THE U.S. NUCLEAR industry has been in the doldrums for more than fifteen years. The last order for a nuclear plant that was subsequently completed--Arizona's three-unit Palo Verde facility-was placed in October 1973. Every reactor order since has been cancelled; there have been no new orders at all since 1978. The few reactors still struggling to come on-line, such as Seabrook and Shoreham, are remnants of an earlier, optimistic atomic age.

If the next decade does not bring new reactor orders, the U.S. nuclear industry may no longer possess the requisite expertise to design and construct nuclear plants. Indeed, energy secretary John Herrington recently warned that without a speedy nuclear resurgence, the United States will be importing reactors from Japan in the 21st century.

But, the nuclear industry slump does not stop at the U.S. border. Since the 1986 Chernobyl accident, reactor orders have dwindled worldwide. In France, for example, which has long had the most ambitious nuclear program anywhere, projections are for one or less new reactors per year. Heavily-nuclear Belgium recently cancelled a planned reactor. In West Germany, revelations of unreported near-accidents at nuclear power plants have brought the industry under intense criticism. Most other countries are scaling back their nuclear plans.

The effect may be most profound in the Eastern bloc. New environmental and anti-nuclear movements have blossomed since Chernobyl, and already have achieved some success. Despite an official policy that calls for increased reliance on nuclear power, the Soviet Union recently acknowledged that planned nuclear projects at six sites have been cancelled because of citizen opposition and concerns about earthquakes. In addition, conflicting reports indicate that two operating units in Armenia will either be shut down or extensively modified to withstand earthquakes.
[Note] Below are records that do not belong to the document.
use super::{ray_trace, Column, Integrator};
use crate::fluid::Fluid;
use crate::grid::{hid, tid, uid};
use crate::spline::{CubicSpline, LinearSpline};
use crate::units::{Constants, Converter};

const LN10: f64 = 2.302585093;

/**
 * Non-equilibrium heating and cooling of partially ionised hydrogen with
 * metal lines, following Henney et al. (2009). Cooling comes from
 * collisionally excited lines of ionised and neutral metals, free-free and
 * free-bound transitions of ionised hydrogen, collisionally excited lines
 * of neutral hydrogen, collisional-ionisation equilibrium and the CLOUDY
 * PDR models; heating from FUV and IR dust absorption and cosmic rays.
 * Tabulated rates are spline fits built once at start-up. The source term
 * can sub-cycle itself when the thermal time drops below the hydro step.
 */
pub struct Thermodynamics {
    nd: usize,
    pi: f64,
    hydrogen_mass: f64,
    boltzmann: f64,
    pfloor: f64,
    dust_extinction_cross_section: f64,

    is_subcycling: bool,
    thermo_hii_switch: f64,
    heating_amplification: f64,
    mass_fraction_h: f64,
    min_temp_initial_state: bool,

    z0: f64,
    t1: f64,
    t2: f64,
    t3: f64,
    t4: f64,
    imlc: f64,
    nmlc: f64,
    ciec_min_t: f64,
    ciec: f64,
    cxhi_damp: f64,
    n0: f64,
    nmc: f64,
    fuvh_a: f64,
    fuvh_b: f64,
    fuvh_c: f64,
    irh_a: f64,
    irh_b: f64,
    crh: f64,
    t_min: f64,

    collisional_excitation_hi_rates: CubicSpline,
    recombination_hii_rates: LinearSpline,

    max_substeps: usize,
}




// ============================================================================
impl Thermodynamics {

    pub fn new(
        consts: &Constants,
        is_subcycling: bool,
        thermo_hii_switch: f64,
        heating_amplification: f64,
        mass_fraction_h: f64,
        min_temp_initial_state: bool,
    ) -> Self {
        let converter = &consts.converter;

        Self {
            nd: consts.nd,
            pi: consts.pi,
            hydrogen_mass: consts.hydrogen_mass,
            boltzmann: consts.boltzmann,
            pfloor: consts.pfloor,
            dust_extinction_cross_section: consts.dust_extinction_cross_section,
            is_subcycling,
            thermo_hii_switch,
            heating_amplification,
            mass_fraction_h,
            min_temp_initial_state,
            z0: 5.0e-4,
            t1: 33610.0,
            t2: 2180.0,
            t3: 28390.0,
            t4: 1780.0,
            imlc: converter.to_code_units(2.905e-19, 1.0, 5.0, -3.0),
            nmlc: converter.to_code_units(4.477e-20, 1.0, 5.0, -3.0),
            ciec_min_t: 5.0e4,
            ciec: converter.to_code_units(3.485e-15, 1.0, 5.0, -3.0),
            cxhi_damp: 5.0e5,
            n0: converter.to_code_units(1.0e6, 0.0, -3.0, 0.0),
            nmc: converter.to_code_units(3.981e-27, 1.0, 3.8, -3.0),
            fuvh_a: converter.to_code_units(1.9e-26, 1.0, 4.0, -2.0),
            fuvh_b: converter.to_code_units(1.0, 0.0, 0.0, -1.0),
            fuvh_c: converter.to_code_units(6.4, 0.0, -1.0, 0.0),
            irh_a: converter.to_code_units(7.7e-32, 1.0, 4.0, -2.0),
            irh_b: converter.to_code_units(3.0e4, 0.0, -3.0, 0.0),
            crh: converter.to_code_units(5.0e-27, 1.0, 2.0, -3.0),
            t_min: 100.0,
            collisional_excitation_hi_rates: collisional_excitation_hi_table(converter),
            recombination_hii_rates: recombination_hii_table(converter),
            max_substeps: 0,
        }
    }

    /// Largest number of micro-steps any cell took in the last `integrate`.
    pub fn max_substeps(&self) -> usize {
        self.max_substeps
    }

    /// Fix the temperature floor of every cell, either from the initial
    /// state or from the constant floor.
    pub fn initialise_min_temp_field(&self, fluid: &mut Fluid) {
        if self.min_temp_initial_state {
            let ids = fluid.grid.ordered("GridCells").to_vec();
            for id in ids {
                let cell = fluid.grid.cell(id);
                let t_min =
                    fluid.calc_temperature(cell.q[uid::HII], cell.q[uid::PRE], cell.q[uid::DEN]);
                fluid.grid.cell_mut(id).t_min = t_min;
            }
        } else {
            let t_min = self.t_min;
            fluid.grid.for_each_live_mut(|cell| cell.t_min = t_min);
        }
    }

    fn flux_fuv(&self, q_fuv: f64, dist_sqrd: f64) -> f64 {
        if dist_sqrd != 0.0 {
            q_fuv / (1.2e7 * 4.0 * self.pi * dist_sqrd)
        } else {
            0.0
        }
    }

    // Ionised metal line cooling (Henney et al. 2009, eq. A9).
    fn ionised_metal_line_cooling(&self, ne: f64, t: f64) -> f64 {
        self.imlc * self.z0 * ne * ne * (-self.t1 / t - (self.t2 / t) * (self.t2 / t)).exp()
    }

    // Neutral metal line cooling (Henney et al. 2009, eq. A10).
    fn neutral_metal_line_cooling(&self, ne: f64, nn: f64, t: f64) -> f64 {
        self.nmlc * self.z0 * ne * nn * (-self.t3 / t - (self.t4 / t) * (self.t4 / t)).exp()
    }

    // Collisional ionisation equilibrium-cooling curve (Henney et al. 2009,
    // eq. A13), with a linear smoothing spread over 20000 K.
    fn collisional_ionisation_equilibrium_cooling(&self, ne: f64, t: f64) -> f64 {
        if t > self.ciec_min_t {
            let cie_rate = self.ciec
                * ne
                * ne
                * self.z0
                * (-0.63 * t.ln()).exp()
                * (1.0 - (-(1.0e-5 * t).powf(1.63)).exp());
            let smoothing = 1.0_f64.min((t - 5.0e4) / 2.0e4);
            cie_rate * smoothing
        } else {
            0.0
        }
    }

    // Neutral and molecular cooling from cloudy models (Henney et al. 2009,
    // eq. A14).
    fn neutral_molecular_line_cooling(&self, nh: f64, hiifrac: f64, t: f64) -> f64 {
        let t0 = 70.0 + 220.0 * (nh / self.n0).powf(0.2);
        self.nmc * (1.0 - hiifrac) * (1.0 - hiifrac) * nh.powf(1.6) * t.sqrt() * (-t0 / t).exp()
    }

    /// Cubic spline interpolation of the collisional excitation cooling rate
    /// of HI. The fit is in log-log space and the off-end slopes are also
    /// logarithmic, so the interpolated exponent is re-exponentiated here.
    fn collisional_excitation_hi(&self, nh: f64, hiifrac: f64, t: f64) -> f64 {
        let rate = self.collisional_excitation_hi_rates.interpolate(t.log10());
        hiifrac
            * (1.0 - hiifrac)
            * nh
            * nh
            * ((LN10 * rate) - (t / self.cxhi_damp) * (t / self.cxhi_damp)).exp()
    }

    /// Free-free and free-bound transitions of ionised hydrogen
    /// (Henney et al. 2009, eq. A11), interpolated from Hummer (1994).
    fn recombination_hii(&self, nh: f64, hiifrac: f64, t: f64) -> f64 {
        let rate = self.recombination_hii_rates.interpolate(t);
        hiifrac * hiifrac * nh * nh * self.boltzmann * t * rate
    }

    // FUV heating (Henney et al. 2009, eq. A3).
    fn far_ultra_violet_heating(&self, nh: f64, av_fuv: f64, f_fuv: f64) -> f64 {
        self.fuvh_a * nh * f_fuv * (-1.9 * av_fuv).exp()
            / (self.fuvh_b + self.fuvh_c * f_fuv * (-1.9 * av_fuv).exp() / nh)
    }

    // IR heating (Henney et al. 2009, eq. A6).
    fn infra_red_heating(&self, nh: f64, av_fuv: f64, f_fuv: f64) -> f64 {
        self.irh_a * nh * f_fuv * (-0.05 * av_fuv).exp()
            * (-2.0 * (1.0 + self.irh_b / nh).ln()).exp()
    }

    // Cosmic ray heating (Henney et al. 2009, eq. A7), increased 10x to
    // compensate for the missing X-ray heating.
    fn cosmic_ray_heating(&self, nh: f64) -> f64 {
        self.crh * nh
    }

    /// "Soft landing" to the equilibrium neutral gas temperature: net
    /// cooling fades out over the 200 K above the cell's temperature floor.
    fn soft_landing(&self, rate: f64, t: f64, t_min: f64) -> f64 {
        if rate < 0.0 {
            if t <= t_min {
                0.0
            } else if t <= t_min + 200.0 {
                rate * (t - t_min) / 200.0
            } else {
                rate
            }
        } else {
            rate
        }
    }

    fn total_cooling(&self, nh: f64, hiifrac: f64, ne: f64, nn: f64, t: f64) -> f64 {
        self.ionised_metal_line_cooling(ne, t)
            + self.neutral_metal_line_cooling(ne, nn, t)
            + self.collisional_excitation_hi(nh, hiifrac, t)
            + self.collisional_ionisation_equilibrium_cooling(ne, t)
            + self.neutral_molecular_line_cooling(nh, hiifrac, t)
    }

    /// FUV flux at a cell, with the geometric dilution from the star.
    fn fuv_field(&self, fluid: &Fluid, id: usize) -> f64 {
        if !fluid.star.on {
            return 0.0;
        }
        let cell = fluid.grid.cell(id);
        let mut rsqrd = 0.0;
        for a in 0..self.nd {
            let d = (cell.xc[a] - fluid.star.xc[a]) * fluid.grid.dx[a];
            rsqrd += d * d;
        }
        self.flux_fuv(0.5 * fluid.star.photon_rate, rsqrd)
    }

    /// Per-mechanism heating and cooling snapshot for the diagnostic
    /// output written at checkpoints.
    pub fn fill_heating_arrays(&mut self, fluid: &mut Fluid) {
        if fluid.star.on {
            ray_trace(fluid, Column::TotalHydrogen);
        }
        for id in fluid.grid.ordered("CausalNonWind").to_vec() {
            let cell = fluid.grid.cell(id);
            if cell.q[uid::ADV] < self.thermo_hii_switch {
                let cell = fluid.grid.cell_mut(id);
                for i in 0..hid::N {
                    cell.h[i] = 0.0;
                }
                continue;
            }
            let nh = self.mass_fraction_h * cell.q[uid::DEN] / self.hydrogen_mass;
            let hiifrac = cell.q[uid::HII];
            let ne = hiifrac * nh;
            let nn = (1.0 - hiifrac) * nh;
            let t = fluid.calc_temperature(cell.q[uid::HII], cell.q[uid::PRE], cell.q[uid::DEN]);
            let tau = cell.t[tid::COL_DEN];
            let av_fuv = 1.086 * self.dust_extinction_cross_section * tau;
            let f_fuv = self.fuv_field(fluid, id);

            let cell = fluid.grid.cell_mut(id);
            cell.h[hid::FUVH] = self.far_ultra_violet_heating(nh, av_fuv, f_fuv);
            cell.h[hid::IRH] = self.infra_red_heating(nh, av_fuv, f_fuv);
            cell.h[hid::CRH] = self.cosmic_ray_heating(nh);

            cell.h[hid::IMLC] = -self.ionised_metal_line_cooling(ne, t);
            cell.h[hid::NMLC] = -self.neutral_metal_line_cooling(ne, nn, t);
            cell.h[hid::CEHI] = -self.collisional_excitation_hi(nh, hiifrac, t);
            cell.h[hid::CIEC] = -self.collisional_ionisation_equilibrium_cooling(ne, t);
            cell.h[hid::NMC] = -self.neutral_molecular_line_cooling(nh, hiifrac, t);

            cell.h[hid::TOT] += cell.h[hid::RHII] + cell.h[hid::EUVH];
        }
    }
}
Despite the long nuclear drought, the nuclear industry, especially in the United States, is more optimistic now than it has been since its glory days of theearly 1970s.

Indeed, the industry is actively preparing for - and expecting - a resurgence. Its approach is multi-pronged, and relies heavily on its allies in Congress and the federal government. The key to the hoped-for resurrection is to counter environmental opposition by portraying nuclear power as a benign solution to the prime environmental problem of our time: the greenhouse effect.

Other aspects of the industry's strategy include easing regulations to virtually eliminate public participation in the licensing process, particularly involvement of state and local governments; removing emergency evacuation planning as an issue in reactor siting and licensing; reducing the cost of radioactive waste disposal by deregulating some nuclear waste; and forcing taxpayers to pay for development of "advanced, inherently-safe" reactors.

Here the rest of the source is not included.